На маленькой голубой пристани было много народа, но Иван сразу увидел отца. Он был выше всех, и заметно было, что он тут всех знал и его тоже все знали. Пока трамвайчик причаливал, капитан, указывая на сосны, за которыми скрылся самолет, прокричал в рупор:
— Гаврила Семенович, поглядывай: голову как бы не сшибло крылом. — Он прокричал это строгим капитанским голосом, но глаза у него в это время были озорные.
— Так я ведь пригинаюсь, когда он на посадку-то идет! — тоже с озорной серьезностью ответил отец.
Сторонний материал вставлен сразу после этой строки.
//! Furniture Scraper CLI
//!
//! Scrapes furniture product pages fetched over HTTP or read from disk.

use std::io::{self, BufRead, Write};
use std::path::{Path, PathBuf};
use std::sync::Arc;

use clap::{Parser, Subcommand};
use furniture_scraper::{
    error::Result,
    models::Config,
    pipeline::{self, ContentScript},
    services::{Page, PageClassifier},
    storage::LocalStorage,
    utils::http,
};

/// Furniture product page scraper
#[derive(Parser, Debug)]
#[command(
    name = "furniture-scraper",
    version,
    about = "Detects furniture product pages and extracts product data"
)]
struct Cli {
    /// Path to storage directory containing config.toml and products.json
    #[arg(short, long, default_value = "storage")]
    storage_dir: PathBuf,

    /// Enable verbose logging
    #[arg(short, long)]
    verbose: bool,

    #[command(subcommand)]
    command: Command,
}

#[derive(Subcommand, Debug)]
enum Command {
    /// Scrape one page and print the response JSON
    Scrape {
        /// Page URL
        url: String,

        /// Read the page HTML from a file instead of fetching it
        #[arg(long)]
        html: Option<PathBuf>,
    },

    /// Print the product page indicators and confidence of a page
    Classify {
        /// Page URL
        url: String,

        /// Read the page HTML from a file instead of fetching it
        #[arg(long)]
        html: Option<PathBuf>,
    },

    /// Answer JSON messages from stdin, one per line, for a loaded page
    Serve {
        /// Page URL
        url: String,

        /// Read the page HTML from a file instead of fetching it
        #[arg(long)]
        html: Option<PathBuf>,
    },

    /// Scrape every URL in a file and save products to the catalog
    Batch {
        /// File with one URL per line
        #[arg(long)]
        urls: PathBuf,
    },

    /// Validate configuration files
    Validate,
}

/// Initialize logging based on verbosity flag.
fn init_logging(verbose: bool) {
    let level = if verbose { "debug" } else { "info" };
    env_logger::Builder::from_env(env_logger::Env::default().default_filter_or(level))
        .format_timestamp_secs()
        .init();
}

/// Page HTML from `--html` or from the network.
async fn load_html(config: &Config, url: &str, html: Option<&Path>) -> Result<String> {
    match html {
        Some(path) => {
            log::debug!("Reading HTML for {} from {}", url, path.display());
            Ok(std::fs::read_to_string(path)?)
        }
        None => {
            let client = http::create_async_client(&config.crawler)?;
            http::fetch_html(&client, url).await
        }
    }
}

fn print_json<T: serde::Serialize>(value: &T) -> Result<()> {
    println!("{}", serde_json::to_string_pretty(value)?);
    Ok(())
}

/// Main entry point for the CLI application.
#[tokio::main]
async fn main() -> Result<()> {
    let cli = Cli::parse();
    init_logging(cli.verbose);

    let config_path = cli.storage_dir.join("config.toml");

    let config = Arc::new(Config::load_or_default(&config_path));
    log::debug!("Loaded configuration from {}", cli.storage_dir.display());

    match cli.command {
        Command::Scrape { url, html } => {
            let html = load_html(&config, &url, html.as_deref()).await?;
            let response = pipeline::scrape_html(&url, &html, &config);
            print_json(&response)?;
        }

        Command::Classify { url, html } => {
            let html = load_html(&config, &url, html.as_deref()).await?;
            let page = Page::parse(&url, &html)?;
            let result = PageClassifier::new(&config).classify(&page)?;
            print_json(&serde_json::json!({
                "url": url,
                "indicators": result.indicators,
                "confidence": result.confidence,
            }))?;
        }

        Command::Serve { url, html } => {
            let html = load_html(&config, &url, html.as_deref()).await?;
            let script = ContentScript::load(&url, &html, Arc::clone(&config))?;
            log::info!("Content script loaded for {}", script.page().url());

            let stdout = io::stdout();
            let mut out = stdout.lock();
            for line in io::stdin().lock().lines() {
                let line = line?;
                if line.trim().is_empty() {
                    continue;
                }
                writeln!(out, "{}", script.handle_json(&line)?)?;
                out.flush()?;
            }
        }

        Command::Batch { urls } => {
            let client = http::create_async_client(&config.crawler)?;
            let storage = LocalStorage::new(&cli.storage_dir);
            let outcome = pipeline::run_batch(&config, &client, &storage, &urls).await?;

            for failure in &outcome.failures {
                log::info!(
                    "  failed: {} (confidence {:.2}): {}",
                    failure.url,
                    failure.confidence,
                    failure.error
                );
            }
        }

        Command::Validate => {
            // Loaded strictly: a broken config.toml is an error here.
            pipeline::run_validate(&config_path)?;
            log::info!("All validations passed!");
        }
    }

    Ok(())
}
Они еще что-то кричали друг другу, но кругом все смеялись и тоже кричали, поэтому никто ничего не мог разобрать, и, несмотря на это, все были очень довольны.
Пассажиры толпились у выхода со своими чемоданами и пустыми корзинами, оттирая Ивана в сторону, поэтому отец увидел его только тогда, когда он вышел на пристань.
Еще стоя на палубе, Иван отметил, что отец совсем не похож на несправедливо обиженного человека, чья жизнь «играет на волоске». Он, как и всегда на людях, шутил, смеялся и охотно допускал, чтобы над ним потешались: пусть все думают, какой он хороший и общительный человек. Веселым людям больше верят, а общее доверие всегда выгоднее, чем недоверие. Дома, если не было посторонних, он никогда не смеялся. И одежда на нем была все та же: синяя рубашка и серый пиджак с обвисшими карманами. На голове потемневшая соломенная шляпа.
Он крепко стиснул сына в своих объятиях и громко, чтобы услышали все, сказал:
— Ну вот, прибыл заместитель моей жизни.
И дома тоже все говорило о полном благополучии и процветании. Первым их встретил громадный пес по кличке Букет. Он рванулся на цепи, вздыбился на лапах и оглушительно рявкнул. Гаврила Семенович, потрепав собаку по жирному загривку, строго сказал:
— Свой, это свой!
Из дверей выбежала мать и, заплакав, упала в объятия сына. Отец похлопал ее по костлявому плечу и повторил еще строже:
— Свой приехал, свой.
Так Иван был введен в родной дом.
— Порядок, — одобрительно пропел Гаврила Семенович, — теперь все у нас пойдет как надо.
И все пошло, как было надо ему.
4Вечером Иван пришел к соседям. На нем была шелковая голубая рубашка, заправленная в синие брюки, и было заметно, что все это домашнее, забытое его смущает: и новая одежда, и трава под легкими туфлями, и запах родного дома, и встречи со старыми знакомыми. Все это кажется ему непрочным и волнующим, как сон. Он двигался и говорил как во сне, повинуясь не мыслям, которых как будто и не было, а своим взволнованным чувствам.
Первую он увидел Клавдию. Она сидела в палисаднике, среди цветов. На ней было новое платье, белое с черными и красными цветами, очень открытое и нарядное. Ему и в голову не пришло, что она ждала его и потому так нарядилась и села поближе к цветущим мальвам.
— Ох, — воскликнула она удивленно, — когда же ты приехал?